Example Followup Request

curl https://api.openai.com/v1/chat/completions \
  -H "Content-Type: application/json" \
  -H "Authorization: Bearer $OPENAI_API_KEY" \
  -d '{
    "model": "gpt-4.1",
    "messages": [
      {"role": "system", "content": "You are a terse assistant."},
      {"role": "user", "content": "What is the capital of the moon?"},
      {"role": "assistant", "content": "The moon does not have a capital. It is not inhabited or governed."},
      {"role": "user", "content": "Are you sure?"}
    ]
}'
  • The entire history is re-passed into the request

Example Followup Response

Abridged Response:

{
  "choices": [{
    "message": {
      "role": "assistant",
      "content": "Yes, I am sure. The moon has no capital or formal governance."
    },
    "finish_reason": "stop"
  }],
  "usage": {
    "prompt_tokens": 52,
    "completion_tokens": 15,
    "total_tokens": 67,
    "completion_tokens_details": {
      "reasoning_tokens": 0
    }
  }
}

Previous usage:

  "usage": {
    "prompt_tokens": 9,
    "completion_tokens": 12,
    "total_tokens": 21,

Tokens

Try it yourself:

Token example

Common words represented with a single number:

  • What is the capital of the moon?
  • 4827, 382, 290, 9029, 328, 290, 28479, 30
  • 8 tokens total (including punctuation)
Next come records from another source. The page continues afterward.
use std::io;
use thiserror::Error;

#[derive(Error, Debug)]
pub enum ReqtrackError {
    #[error("Not found: {0}")]
    NotFound(String),
    #[error("Illegal transition for {id}: {from} -> {to}")]
    IllegalTransition {
        id: String,
        from: String,
        to: String,
    },
    #[error("Validation error: {0}")]
    ValidationError(String),
    #[error("Invalid state: {0}")]
    InvalidState(String),
    #[error("I/O error: {0}")]
    IoError(#[from] io::Error),
    #[error("Config error: {0}")]
    ConfigError(String),
    #[error("Seed error: {0}")]
    SeedError(String),
}
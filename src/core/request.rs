//! Request records and the values they carry.

use crate::core::lifecycle::{RequestKind, Status};
use chrono::{DateTime, Utc};
use clap::ValueEnum;
use serde::{Deserialize, Serialize};
use std::fmt;

#[derive(
    Debug, Clone, Copy, PartialEq, Eq, Hash, PartialOrd, Ord, Serialize, Deserialize, ValueEnum,
)]
#[serde(rename_all = "lowercase")]
pub enum Priority {
    Critical,
    High,
    Medium,
    Low,
}

impl Priority {
    pub const ALL: [Priority; 4] = [
        Priority::Critical,
        Priority::High,
        Priority::Medium,
        Priority::Low,
    ];

    pub fn as_str(&self) -> &'static str {
        match self {
            Priority::Critical => "critical",
            Priority::High => "high",
            Priority::Medium => "medium",
            Priority::Low => "low",
        }
    }
}

impl fmt::Display for Priority {
    fn fmt(&self, f: &mut fmt::Formatter<'_>) -> fmt::Result {
        f.write_str(self.as_str())
    }
}

/// A person or service account that can own requests.
#[derive(Debug, Clone, PartialEq, Eq, Serialize, Deserialize)]
pub struct Actor {
    pub id: String,
    pub name: String,
    pub team: String,
}

#[derive(Debug, Clone, Copy, PartialEq, Eq, Serialize, Deserialize)]
#[serde(rename_all = "kebab-case")]
pub enum ActivityAction {
    Assigned,
    Unassigned,
    StatusChanged,
}

impl ActivityAction {
    pub fn as_str(&self) -> &'static str {
        match self {
            ActivityAction::Assigned => "assigned",
            ActivityAction::Unassigned => "unassigned",
            ActivityAction::StatusChanged => "status-changed",
        }
    }
}

#[derive(Debug, Clone, PartialEq, Eq, Serialize, Deserialize)]
pub struct ActivityEntry {
    pub id: String,
    pub actor: String,
    pub action: ActivityAction,
    pub detail: String,
    pub timestamp: DateTime<Utc>,
}

#[derive(Debug, Clone, Serialize)]
pub struct Request {
    pub id: String,
    pub kind: RequestKind,
    pub title: String,
    pub requester: String,
    pub scope: String,
    pub status: Status,
    pub priority: Priority,
    pub assigned_to: Option<String>,
    pub assigned_team: Option<String>,
    pub created_at: DateTime<Utc>,
    pub updated_at: DateTime<Utc>,
    pub due_date: Option<DateTime<Utc>>,
    pub completed_at: Option<DateTime<Utc>>,
    pub activity_log: Vec<ActivityEntry>,
    pub notes: Vec<String>,
}

impl Request {
    pub fn is_assigned(&self) -> bool {
        self.assigned_to.is_some() || self.assigned_team.is_some()
    }
}

/// Submission payload accepted by [`crate::core::store::Store::create`].
#[derive(Debug, Clone, Serialize, Deserialize)]
pub struct NewRequest {
    pub kind: RequestKind,
    pub title: String,
    #[serde(default)]
    pub requester: String,
    #[serde(default)]
    pub scope: String,
    #[serde(default = "default_priority")]
    pub priority: Priority,
    #[serde(default)]
    pub due_date: Option<DateTime<Utc>>,
}

fn default_priority() -> Priority {
    Priority::Medium
}

impl NewRequest {
    pub fn new(kind: RequestKind, title: &str) -> Self {
        Self {
            kind,
            title: title.to_string(),
            requester: String::new(),
            scope: String::new(),
            priority: default_priority(),
            due_date: None,
        }
    }

    pub fn with_priority(mut self, priority: Priority) -> Self {
        self.priority = priority;
        self
    }

    pub fn with_due_date(mut self, due: DateTime<Utc>) -> Self {
        self.due_date = Some(due);
        self
    }

    pub fn with_scope(mut self, scope: &str) -> Self {
        self.scope = scope.to_string();
        self
    }

    pub fn with_requester(mut self, requester: &str) -> Self {
        self.requester = requester.to_string();
        self
    }
}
Other words may require multiple numbers

  • counterrevolutionary
  • counter, re, volution, ary
  • 32128, 264, 9477, 815
  • 4 tokens total
  • 2-3 Tokens ﷺ (Arabic)
    • “Peace and blessings of Allah be upon him”

Token pricing (Anthropic)

https://www.anthropic.com/pricing -> API tab

Claude Sonnet 4

  • Input: $3 / million tokens
  • Output: $15 / million tokens
  • Context window: 200k

Context window

  • Determines how much input can be incorporated into each output
  • How much of the current history the agent has in the response

For Claude Sonnet:

  • 200k token context window
  • 150,000 words / 300 - 600 pages / 1.5 - 2 novels
  • “Gödel, Escher, Bach” ~ 67,755 words

Context window - chat history

200k tokens seems like a lot of context…

… but the entire chat is passed along each chat iteration

{"role": "system", "content": "You are a terse assistant."},
{"role": "user", "content": "What is the capital of the moon?"},
{"role": "assistant", "content": "The moon does not have a capital. It is not inhabited or governed."},
{"role": "user", "content": "Are you sure?"},
{"role": "assistant", "content": "Yes, I am sure. The moon has no capital or formal governance."}

Tools

What are tools?

  • External functions or resources that the model can call

  • You know how to write a python function!

  • Helps with:

    • Reducing hallucinations
    • Accessing up-to-date information
    • Performing complex calculations

Register tools (Agents)

import chatlas as clt

# doc strings and type hints provide tool context
def capital_finder(location: str) -> str:
  """Sets the capital of the moon as NYC"""
  if location.lower() == "moon":
    return "NYC"

chat = clt.ChatAnthropic()
chat.register_tool(capital_finder)
chat.chat("what is the capital of the moon?")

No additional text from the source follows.